La pintura invisible
Me contó un ingeniero que había participado en la conflictiva construcción del metro de Roma que asistió en directo, y desesperado, a la destrucción de una pintura antigua. Por lo que dijo, las circunstancias eran siempre las mismas: las excavadoras perforaban los túneles y, por cuidadoso que fuera el trabajo, cuando los focos iluminaban las nuevas galerías, las pinturas conservadas durante siglos en la oscuridad se desvanecían como fantasmas. Cuanto mayor era la prudencia, más desesperante era la frustración.
Fellini recreó en su película Roma esta operación paradójica a través de la cual lo que pretendía salvarse se condenaba sin remedio. Y, cierto o no, siempre he oído el mismo argumento para justificar la práctica inexistencia de un metro en Roma. Todos los trazados acababan enfrentándose con la tozudez del pasado, de modo que cualquier intento de mejorar, mediante el transporte subterráneo, el caótico tránsito romano llevaba consigo una devastación de obras artísticas que nadie se atrevía a afrontar.
El ingeniero se jactaba de adivinar dónde estaban las antiguas pinturas del subsuelo mientras caminaba por el asfalto de Roma
Fellini se refería a esta contradicción típicamente romana con su habitual tono jocoso, pero mi interlocutor ingeniero estaba tan angustiado por ella que incluso había abandonado su profesión para convertirse en un peculiar historiador del arte. Su experiencia le llevó a concluir que de ninguna manera debemos intentar rescatar las obras del pasado, sino que, más respetuosamente, tenemos que acatar la condición que el paso del tiempo les ha impuesto.
Al principio el ingeniero estaba sobre todo preocupado por las consecuencias de su propio oficio. Había contribuido a destruir varias pinturas antiguas y no quería continuar haciéndolo. Dejó, por tanto, su trabajo en la construcción del metro y se transformó en una suerte de apóstol que predicaba contra su antigua profesión. El subsuelo era demasiado sagrado para someterlo a la avidez tecnológica de nuestra época.
Con el paso de los años, el ingeniero refinó mucho más su doctrina. Ya no sólo le dolían los resultados de la perforación del suelo romano, sino que se había erigido en un experto en el reconocimiento artístico de la oscuridad. Su teoría era estrafalaria pero fascinante: si aceptamos que gran parte de lo que llamamos arte ha yacido, y todavía yace, bajo tierra, o bajo escombros y ruinas, lo lógico, para llegar a la raíz, es aprender la historia interna de la oscuridad.
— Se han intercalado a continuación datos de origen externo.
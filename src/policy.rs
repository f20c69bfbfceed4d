use rand::Rng;

use crate::{codec::EncodingMode, error::WriteError, Result};

/// Bases drawn by [`Policy::RandomDraw`]
const CANONICAL: &[u8; 4] = b"ACGT";

/// What a writer does with a sequence holding symbols the encoding mode cannot pack
///
/// Only symbols rejected by the active [`EncodingMode`] are affected: in four-bit
/// mode an `N` or any other IUPAC code is stored as is, in two-bit mode it is not.
#[derive(Debug, Clone, Copy, Default, PartialEq, Eq)]
pub enum Policy {
    /// Drop the record; the writer logs a warning and reports it as not written
    IgnoreSequence,
    /// Fail with [`WriteError::InvalidNucleotideSequence`]
    #[default]
    BreakOnInvalid,
    /// Replace each invalid symbol with a random canonical base
    RandomDraw,
    SetToA,
    SetToC,
    SetToG,
    SetToT,
}
impl Policy {
    /// Rewrites `sequence` into `ibuf` according to the policy
    ///
    /// `ibuf` is cleared first. Returns `false` if the sequence should be dropped.
    ///
    /// # Errors
    ///
    /// [`WriteError::InvalidNucleotideSequence`] under [`Policy::BreakOnInvalid`].
    pub fn handle<R: Rng>(
        self,
        sequence: &[u8],
        mode: EncodingMode,
        ibuf: &mut Vec<u8>,
        rng: &mut R,
    ) -> Result<bool> {
        ibuf.clear();
        match self {
            Self::IgnoreSequence => Ok(false),
            Self::BreakOnInvalid => Err(WriteError::InvalidNucleotideSequence(
                String::from_utf8_lossy(sequence).into_owned(),
            )
            .into()),
            Self::RandomDraw => {
                ibuf.extend(sequence.iter().map(|&n| {
                    if mode.is_valid_symbol(n) {
                        n
                    } else {
                        CANONICAL[rng.random_range(0..CANONICAL.len())]
                    }
                }));
                Ok(true)
            }
            Self::SetToA | Self::SetToC | Self::SetToG | Self::SetToT => {
                let base = match self {
                    Self::SetToA => b'A',
                    Self::SetToC => b'C',
                    Self::SetToG => b'G',
                    _ => b'T',
                };
                ibuf.extend(
                    sequence
                        .iter()
                        .map(|&n| if mode.is_valid_symbol(n) { n } else { base }),
                );
                Ok(true)
            }
        }
    }
}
El que avanza en este aprendizaje acaba descubriendo lo que estaba oculto a las miradas ignorantes. No hace falta desenterrar el arte para reconocerlo. Bien al contrario puesto que, sometido a la luz, el arte queda desvirtuado.
El ingeniero, por tanto, odiaba los museos, para él auténticas carnicerías, y tenía una gran desconfianza hacia todas las profesiones que manoseaban el arte, desde los arqueólogos a los restauradores. Unos y otros eran acusados de destripadores. Él, en cambio, era como un amante platónico que penetraba en el cuerpo del arte sin necesidad de tocarlo. Y de hecho, ya viejo cuando yo le conocí, se jactaba de adivinar dónde estaban las antiguas pinturas romanas mientras caminaba por el asfalto atestado de vehículos de las calles de Roma. Era como estar al lado de un buscador de agua, un zahorí de la pintura.
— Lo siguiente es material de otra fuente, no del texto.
//! Header module for the binseq library
//!
//! This module provides the header structure and functionality for binary sequence files.
//! The header contains metadata about the binary sequence data, including format version,
//! sequence lengths, the encoding mode, and the number of records that follow.

use byteorder::{ByteOrder, LittleEndian};
use std::io::{Read, Write};

use crate::codec::EncodingMode;
use crate::error::{BuilderError, FormatError, Result};
use crate::utils::expected_file_size;

/// Current magic number: "BSEQ" in ASCII (in little-endian byte order)
///
/// This is used to identify binary sequence files and verify file integrity.
#[allow(clippy::unreadable_literal)]
pub const MAGIC: u32 = 0x51455342;

/// Current format version of the binary sequence file format
pub const FORMAT: u8 = 3;

/// Size of the header in bytes
pub const SIZE_HEADER: usize = 32;

/// Size of the per-record flag in bytes
pub const SIZE_FLAG: usize = 8;

/// Reserved bytes in the header
///
/// These bytes are reserved for future use and are not validated on read.
pub const RESERVED: [u8; 10] = [42; 10];

/// Byte offset of the record count within the header
pub(crate) const RECORD_COUNT_OFFSET: usize = 14;

#[derive(Debug, Clone, Copy, Default)]
pub struct BinseqHeaderBuilder {
    slen: Option<u32>,
    xlen: Option<u32>,
    mode: Option<EncodingMode>,
    record_count: Option<u64>,
}
impl BinseqHeaderBuilder {
    #[must_use]
    pub fn new() -> Self {
        Self::default()
    }
    #[must_use]
    pub fn slen(mut self, slen: u32) -> Self {
        self.slen = Some(slen);
        self
    }
    #[must_use]
    pub fn xlen(mut self, xlen: u32) -> Self {
        self.xlen = Some(xlen);
        self
    }
    #[must_use]
    pub fn mode(mut self, mode: EncodingMode) -> Self {
        self.mode = Some(mode);
        self
    }
    #[must_use]
    pub fn record_count(mut self, record_count: u64) -> Self {
        self.record_count = Some(record_count);
        self
    }
    pub fn build(self) -> Result<BinseqHeader> {
        let Some(slen) = self.slen else {
            return Err(BuilderError::MissingSlen.into());
        };
        if slen == 0 {
            return Err(FormatError::InvalidSlen.into());
        }
        Ok(BinseqHeader {
            magic: MAGIC,
            format: FORMAT,
            slen,
            xlen: self.xlen.unwrap_or(0),
            mode: self.mode.unwrap_or_default(),
            record_count: self.record_count.unwrap_or(0),
            reserved: RESERVED,
        })
    }
}

/// Header structure for binary sequence files
///
/// The total size of this structure on disk is 32 bytes:
///
/// | Offset | Size | Field        |
/// | ------ | ---- | ------------ |
/// | 0      | 4    | magic        |
/// | 4      | 1    | format       |
/// | 5      | 4    | slen         |
/// | 9      | 4    | xlen         |
/// | 13     | 1    | mode         |
/// | 14     | 8    | record count |
/// | 22     | 10   | reserved     |
#[derive(Debug, Clone, Copy, PartialEq, Eq)]
pub struct BinseqHeader {
    /// Magic number to identify the file format
    pub magic: u32,

    /// Version of the file format
    pub format: u8,

    /// Length of all primary sequences in the file
    pub slen: u32,

    /// Length of all extended sequences in the file (0 if single-end)
    pub xlen: u32,

    /// Number of bits per nucleotide
    pub mode: EncodingMode,

    /// Number of records following the header
    pub record_count: u64,

    /// Reserve remaining bytes for future use
    pub reserved: [u8; 10],
}
impl BinseqHeader {
    /// Creates a new single-end header with the specified sequence length
    #[must_use]
    pub fn new(mode: EncodingMode, slen: u32) -> Self {
        Self::new_extended(mode, slen, 0)
    }

    /// Creates a new header with both primary and extended sequence lengths
    ///
    /// # Arguments
    ///
    /// * `mode` - The number of bits per nucleotide
    /// * `slen` - The length of primary sequences in the file
    /// * `xlen` - The length of extended sequences in the file
    #[must_use]
    pub fn new_extended(mode: EncodingMode, slen: u32, xlen: u32) -> Self {
        Self {
            magic: MAGIC,
            format: FORMAT,
            slen,
            xlen,
            mode,
            record_count: 0,
            reserved: RESERVED,
        }
    }

    /// Checks if the file is paired
    #[must_use]
    pub fn is_paired(&self) -> bool {
        self.xlen > 0
    }

    /// Number of packed bytes of the primary sequence
    #[must_use]
    pub fn sbytes(&self) -> usize {
        self.mode.packed_len(self.slen as usize)
    }

    /// Number of packed bytes of the extended sequence
    #[must_use]
    pub fn xbytes(&self) -> usize {
        self.mode.packed_len(self.xlen as usize)
    }

    /// Size in bytes of a single record (flag + primary + extended)
    #[must_use]
    pub fn stride(&self) -> usize {
        SIZE_FLAG + self.sbytes() + self.xbytes()
    }

    /// Total number of bytes a file with this header occupies
    ///
    /// # Errors
    ///
    /// Returns [`FormatError::RecordCountOverflow`] if the size does not fit in `usize`.
    pub fn file_size(&self) -> Result<usize> {
        usize::try_from(self.record_count)
            .ok()
            .and_then(|n| {
                expected_file_size(n, self.slen as usize, self.xlen as usize, self.mode)
            })
            .ok_or_else(|| FormatError::RecordCountOverflow(self.record_count).into())
    }

    /// Parses a header from a fixed-size byte array
    ///
    /// Checks are ordered cheapest first: magic number, format version,
    /// primary sequence length, then the encoding mode.
    ///
    /// # Errors
    ///
    /// Returns an error if:
    /// * The magic number is incorrect
    /// * The format version is unsupported
    /// * The primary sequence length is zero
    /// * The encoding mode tag is unknown
    pub fn from_bytes(buffer: &[u8; SIZE_HEADER]) -> Result<Self> {
        let magic = LittleEndian::read_u32(&buffer[0..4]);
        if magic != MAGIC {
            return Err(FormatError::InvalidMagicNumber(magic).into());
        }
        let format = buffer[4];
        if format != FORMAT {
            return Err(FormatError::InvalidFormatVersion(format).into());
        }
        let slen = LittleEndian::read_u32(&buffer[5..9]);
        if slen == 0 {
            return Err(FormatError::InvalidSlen.into());
        }
        let xlen = LittleEndian::read_u32(&buffer[9..13]);
        let mode = EncodingMode::try_from(buffer[13])?;
        let record_count = LittleEndian::read_u64(&buffer[RECORD_COUNT_OFFSET..22]);
        let mut reserved = [0u8; 10];
        reserved.copy_from_slice(&buffer[22..SIZE_HEADER]);
        Ok(Self {
            magic,
            format,
            slen,
            xlen,
            mode,
            record_count,
            reserved,
        })
    }

    /// Parses a header from the start of an arbitrarily sized buffer
    ///
    /// Only the leading `SIZE_HEADER` bytes are inspected.
    ///
    /// # Errors
    ///
    /// Returns an error if the buffer is smaller than `SIZE_HEADER` or if the
    /// header data is invalid (see [`BinseqHeader::from_bytes`]).
    pub fn from_buffer(buffer: &[u8]) -> Result<Self> {
        let Some(bytes) = buffer.first_chunk::<SIZE_HEADER>() else {
            return Err(FormatError::InvalidSize(buffer.len(), SIZE_HEADER).into());
        };
        Self::from_bytes(bytes)
    }

    /// Parses the header of a complete file image and validates its length
    ///
    /// The buffer must hold exactly the header followed by `record_count` records.
    /// A partial trailing record, a missing record, or surplus bytes are all
    /// reported as corruption rather than silently truncated.
    pub fn parse(buffer: &[u8]) -> Result<Self> {
        let header = Self::from_buffer(buffer)?;
        let expected = header.file_size()?;
        if buffer.len() != expected {
            return Err(FormatError::FileSizeMismatch {
                expected,
                got: buffer.len(),
            }
            .into());
        }
        Ok(header)
    }

    /// Serializes the header into a fixed-size byte array
    #[must_use]
    pub fn to_bytes(&self) -> [u8; SIZE_HEADER] {
        let mut buffer = [0u8; SIZE_HEADER];
        LittleEndian::write_u32(&mut buffer[0..4], self.magic);
        buffer[4] = self.format;
        LittleEndian::write_u32(&mut buffer[5..9], self.slen);
        LittleEndian::write_u32(&mut buffer[9..13], self.xlen);
        buffer[13] = self.mode.into();
        LittleEndian::write_u64(&mut buffer[RECORD_COUNT_OFFSET..22], self.record_count);
        buffer[22..SIZE_HEADER].copy_from_slice(&self.reserved);
        buffer
    }

    /// Writes the header to a writer
    ///
    /// # Errors
    ///
    /// Returns an error if writing to the writer fails (typically an I/O error).
    pub fn write_bytes<W: Write>(&self, writer: &mut W) -> Result<()> {
        writer.write_all(&self.to_bytes())?;
        Ok(())
    }

    /// Reads a header from a reader
    ///
    /// This method reads exactly `SIZE_HEADER` bytes from the provided reader and
    /// parses them into a header structure.
    pub fn from_reader<R: Read>(reader: &mut R) -> Result<Self> {
        let mut buffer = [0u8; SIZE_HEADER];
        reader.read_exact(&mut buffer)?;
        Self::from_bytes(&buffer)
    }
}

#[cfg(test)]
mod testing {
    use super::*;
    use crate::Error;

    fn example_header() -> BinseqHeader {
        let mut header = BinseqHeader::new_extended(EncodingMode::TwoBit, 4, 7);
        header.record_count = 3;
        header
    }

    #[test]
    fn test_bytes_round_trip() -> Result<()> {
        let header = example_header();
        let bytes = header.to_bytes();
        assert_eq!(&bytes[0..4], b"BSEQ");
        assert_eq!(BinseqHeader::from_bytes(&bytes)?, header);

        let mut cursor = std::io::Cursor::new(Vec::new());
        header.write_bytes(&mut cursor)?;
        let inner = cursor.into_inner();
        assert_eq!(inner.len(), SIZE_HEADER);
        assert_eq!(BinseqHeader::from_reader(&mut inner.as_slice())?, header);
        Ok(())
    }

    #[test]
    fn test_stride() -> Result<()> {
        let header = BinseqHeader::new(EncodingMode::TwoBit, 4);
        assert_eq!(header.stride(), 9);
        assert!(!header.is_paired());

        let header = BinseqHeader::new_extended(EncodingMode::FourBit, 3, 3);
        assert_eq!(header.stride(), 8 + 2 + 2);
        assert!(header.is_paired());

        let header = example_header();
        assert_eq!(header.file_size()?, SIZE_HEADER + 3 * (8 + 1 + 2));
        Ok(())
    }

    #[test]
    fn test_builder() -> Result<()> {
        let header = BinseqHeaderBuilder::new()
            .slen(100)
            .xlen(50)
            .mode(EncodingMode::FourBit)
            .build()?;
        assert_eq!(header.slen, 100);
        assert_eq!(header.xlen, 50);
        assert_eq!(header.mode, EncodingMode::FourBit);
        assert_eq!(header.record_count, 0);

        assert!(matches!(
            BinseqHeaderBuilder::new().build(),
            Err(Error::BuilderError(BuilderError::MissingSlen))
        ));
        assert!(matches!(
            BinseqHeaderBuilder::new().slen(0).build(),
            Err(Error::FormatError(FormatError::InvalidSlen))
        ));
        Ok(())
    }

    #[test]
    fn test_invalid_magic() {
        let mut bytes = example_header().to_bytes();
        bytes[0] = b'X';
        assert!(matches!(
            BinseqHeader::from_bytes(&bytes),
            Err(Error::FormatError(FormatError::InvalidMagicNumber(_)))
        ));
    }

    #[test]
    fn test_magic_checked_before_version() {
        let mut bytes = example_header().to_bytes();
        bytes[0] = 0;
        bytes[4] = 99;
        assert!(matches!(
            BinseqHeader::from_bytes(&bytes),
            Err(Error::FormatError(FormatError::InvalidMagicNumber(_)))
        ));
    }

    #[test]
    fn test_invalid_version() {
        let mut bytes = example_header().to_bytes();
        bytes[4] = FORMAT + 1;
        assert!(matches!(
            BinseqHeader::from_bytes(&bytes),
            Err(Error::FormatError(FormatError::InvalidFormatVersion(4)))
        ));
    }

    #[test]
    fn test_zero_slen() {
        let mut bytes = example_header().to_bytes();
        bytes[5..9].copy_from_slice(&[0; 4]);
        assert!(matches!(
            BinseqHeader::from_bytes(&bytes),
            Err(Error::FormatError(FormatError::InvalidSlen))
        ));
    }

    #[test]
    fn test_invalid_mode() {
        let mut bytes = example_header().to_bytes();
        bytes[13] = 8;
        assert!(matches!(
            BinseqHeader::from_bytes(&bytes),
            Err(Error::FormatError(FormatError::InvalidEncodingMode(8)))
        ));
    }

    #[test]
    fn test_short_buffer() {
        let bytes = example_header().to_bytes();
        assert!(matches!(
            BinseqHeader::from_buffer(&bytes[..20]),
            Err(Error::FormatError(FormatError::InvalidSize(20, SIZE_HEADER)))
        ));
    }

    #[test]
    fn test_parse_validates_size() -> Result<()> {
        let header = example_header();
        let mut image = header.to_bytes().to_vec();
        image.resize(header.file_size()?, 0);
        assert_eq!(BinseqHeader::parse(&image)?, header);

        // partial trailing record
        image.push(0);
        assert!(BinseqHeader::parse(&image).unwrap_err().is_format_error());

        // missing record
        image.truncate(header.file_size()? - header.stride());
        assert!(matches!(
            BinseqHeader::parse(&image),
            Err(Error::FormatError(FormatError::FileSizeMismatch { .. }))
        ));
        Ok(())
    }

    #[test]
    fn test_record_count_overflow() {
        let mut header = BinseqHeader::new(EncodingMode::TwoBit, 8);
        header.record_count = u64::MAX;
        assert!(matches!(
            header.file_size(),
            Err(Error::FormatError(FormatError::RecordCountOverflow(u64::MAX)))
        ));

        // a single 32-byte header claiming u64::MAX records
        assert!(matches!(
            BinseqHeader::parse(&header.to_bytes()),
            Err(Error::FormatError(FormatError::RecordCountOverflow(_)))
        ));

        // wraps to a small size under unchecked arithmetic
        header.record_count = (1 << 63) + 1;
        let mut image = header.to_bytes().to_vec();
        image.resize(SIZE_HEADER + header.stride(), 0);
        assert!(BinseqHeader::parse(&image).unwrap_err().is_format_error());
    }
}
La clave, según decía, era que siempre miraba lo que no se veía. Esto, como es natural, lo trasladaba con facilidad a horizontes sin límites mediante vuelos de difícil comprobación. Una de sus obsesiones era que debajo de una pintura visible había otra invisible, más importante que la primera. A veces el arte que no se veía correspondía al mismo artista -pruebas, esbozos, obras abandonadas- y a veces a otros artistas perdidos en el anonimato. Y así el anciano ingeniero, sin pisarla, recomponía la entera Capilla Sixtina con las pinturas anteriores a las que ve el espectador, fueran las realizadas por el propio Miguel Ángel, fueran las que éste cubrió para pintar encima.
El ingeniero miraba más lejos y su historia del arte, concebida desde el ángulo de la oscuridad, era infinitamente más inabarcable que la que conocemos bajo la perspectiva de la luz. Me he acordado de su encantadora locura a partir del reciente descubrimiento de una obra de Edvard Munch, Joven y tres cabezas de hombre, que el artista noruego había escondido bajo una de sus pinturas más famosas, La madre muerta. Desde luego, hay que aprender a mirar lo que no se ve.